**DATASET ENTRIES**
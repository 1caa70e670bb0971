//! Ng acceleration for the Picard fixed-point iteration.
//!
//! The accelerator keeps the last three (gamma_in, residual) pairs and, once
//! the history is full and the residual is under control, projects the next
//! iterate onto the affine span of the stored iterates by solving a 2x2
//! least-squares system in the radially weighted inner product
//! <a, b> = sum_j r_j^2 dr a_j b_j. With a shorter history, or when the
//! projection system is singular, it falls back to damped Picard mixing.

use nalgebra::{DMatrix, DVector};
use std::collections::VecDeque;

use crate::grid::RadialGrid;

const HISTORY_DEPTH: usize = 3;

/// Residual ceiling above which the projection is not trusted.
const ACCELERATION_THRESHOLD: f64 = 1.0;

pub struct NgAccelerator {
    history: VecDeque<(DVector<f64>, DVector<f64>)>,
    weights: DVector<f64>,
    xnu: f64,
}

impl NgAccelerator {
    /// `xnu` is the inverse of the strongest Picard damping applied while the
    /// residual is still large; the mixing ramps back to 1 as it shrinks.
    pub fn new(grid: &RadialGrid, xnu: f64) -> Self {
        let weights = DVector::from_iterator(grid.n, grid.r.iter().map(|&r| r * r * grid.dr));
        NgAccelerator {
            history: VecDeque::with_capacity(HISTORY_DEPTH),
            weights,
            xnu,
        }
    }

    /// Forget the stored iterates; called at every new density.
    pub fn reset(&mut self) {
        self.history.clear();
    }

    pub fn len(&self) -> usize {
        self.history.len()
    }

    pub fn is_empty(&self) -> bool {
        self.history.is_empty()
    }

    /// Record one Picard sweep: the input iterate and its residual
    /// d = gamma_out - gamma_in.
    pub fn push(&mut self, gamma_in: DVector<f64>, residual: DVector<f64>) {
        if self.history.len() == HISTORY_DEPTH {
            self.history.pop_front();
        }
        self.history.push_back((gamma_in, residual));
    }

    /// Produce the next iterate from the stored history.
    pub fn next_iterate(&self) -> DVector<f64> {
        let m = self.history.len();
        let (gamma_n, d_n) = self
            .history
            .back()
            .expect("next_iterate called with empty history");
        let res_inf = d_n.amax();

        if m == HISTORY_DEPTH && res_inf < ACCELERATION_THRESHOLD {
            let (gamma_1, d_1) = &self.history[m - 2];
            let (gamma_2, d_2) = &self.history[m - 3];
            let u1 = d_n - d_1;
            let u2 = d_n - d_2;
            let a = DMatrix::from_row_slice(
                2,
                2,
                &[
                    self.dot(&u1, &u1),
                    self.dot(&u1, &u2),
                    self.dot(&u2, &u1),
                    self.dot(&u2, &u2),
                ],
            );
            let rhs = DVector::from_vec(vec![self.dot(&u1, d_n), self.dot(&u2, d_n)]);
            if let Some(coeffs) = a.lu().solve(&rhs) {
                let (c1, c2) = (coeffs[0], coeffs[1]);
                if c1.is_finite() && c2.is_finite() {
                    return (gamma_n + d_n) * (1.0 - c1 - c2)
                        + (gamma_1 + d_1) * c1
                        + (gamma_2 + d_2) * c2;
                }
            }
        }

        // Damped Picard: strongly mixed while the residual is large, plain
        // once it has dropped below 1/xnu.
        let omega = (1.0 / (self.xnu * res_inf)).clamp(1.0 / self.xnu, 1.0);
        gamma_n + d_n * omega
    }

    fn dot(&self, a: &DVector<f64>, b: &DVector<f64>) -> f64 {
        a.iter()
            .zip(b.iter())
            .zip(self.weights.iter())
            .map(|((x, y), w)| w * x * y)
            .sum()
    }
}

**EXERCISE DIRECTIONS**
Go through the data and copy each line exactly as it was written.

**ANSWER BELOW**
repository 1caa70e670bb0971
//! Ng acceleration for the Picard fixed-point iteration.
//!
//! The accelerator keeps the last three (gamma_in, residual) pairs and, once
//! the history is full and the residual is under control, projects the next
//! iterate onto the affine span of the stored iterates by solving a 2x2
//! least-squares system in the radially weighted inner product
//! <a, b> = sum_j r_j^2 dr a_j b_j. With a shorter history, or when the
//! projection system is singular, it falls back to damped Picard mixing.

use nalgebra::{DMatrix, DVector};
use std::collections::VecDeque;

use crate::grid::RadialGrid;

const HISTORY_DEPTH: usize = 3;

/// Residual ceiling above which the projection is not trusted.
const ACCELERATION_THRESHOLD: f64 = 1.0;

pub struct NgAccelerator {
    history: VecDeque<(DVector<f64>, DVector<f64>)>,
    weights: DVector<f64>,
    xnu: f64,
}

impl NgAccelerator {
    /// `xnu` is the inverse of the strongest Picard damping applied while the
    /// residual is still large; the mixing ramps back to 1 as it shrinks.
    pub fn new(grid: &RadialGrid, xnu: f64) -> Self {
        let weights = DVector::from_iterator(grid.n, grid.r.iter().map(|&r| r * r * grid.dr));
        NgAccelerator {
            history: VecDeque::with_capacity(HISTORY_DEPTH),
            weights,
            xnu,
        }
    }

    /// Forget the stored iterates; called at every new density.
    pub fn reset(&mut self) {
        self.history.clear();
    }

    pub fn len(&self) -> usize {
        self.history.len()
    }

    pub fn is_empty(&self) -> bool {
        self.history.is_empty()
    }

    /// Record one Picard sweep: the input iterate and its residual
    /// d = gamma_out - gamma_in.
    pub fn push(&mut self, gamma_in: DVector<f64>, residual: DVector<f64>) {
        if self.history.len() == HISTORY_DEPTH {
            self.history.pop_front();
        }
        self.history.push_back((gamma_in, residual));
    }

    /// Produce the next iterate from the stored history.
    pub fn next_iterate(&self) -> DVector<f64> {
        let m = self.history.len();
        let (gamma_n, d_n) = self
            .history
            .back()
            .expect("next_iterate called with empty history");
        let res_inf = d_n.amax();

        if m == HISTORY_DEPTH && res_inf < ACCELERATION_THRESHOLD {
            let (gamma_1, d_1) = &self.history[m - 2];
            let (gamma_2, d_2) = &self.history[m - 3];
            let u1 = d_n - d_1;
            let u2 = d_n - d_2;
            let a = DMatrix::from_row_slice(
                2,
                2,
                &[
                    self.dot(&u1, &u1),
                    self.dot(&u1, &u2),
                    self.dot(&u2, &u1),
                    self.dot(&u2, &u2),
                ],
            );
            let rhs = DVector::from_vec(vec![self.dot(&u1, d_n), self.dot(&u2, d_n)]);
            if let Some(coeffs) = a.lu().solve(&rhs) {
                let (c1, c2) = (coeffs[0], coeffs[1]);
                if c1.is_finite() && c2.is_finite() {
                    return (gamma_n + d_n) * (1.0 - c1 - c2)
                        + (gamma_1 + d_1) * c1
                        + (gamma_2 + d_2) * c2;
                }
            }
        }

        // Damped Picard: strongly mixed while the residual is large, plain
        // once it has dropped below 1/xnu.
        let omega = (1.0 / (self.xnu * res_inf)).clamp(1.0 / self.xnu, 1.0);
        gamma_n + d_n * omega
    }

    fn dot(&self, a: &DVector<f64>, b: &DVector<f64>) -> f64 {
        a.iter()
            .zip(b.iter())
            .zip(self.weights.iter())
            .map(|((x, y), w)| w * x * y)
            .sum()
    }
}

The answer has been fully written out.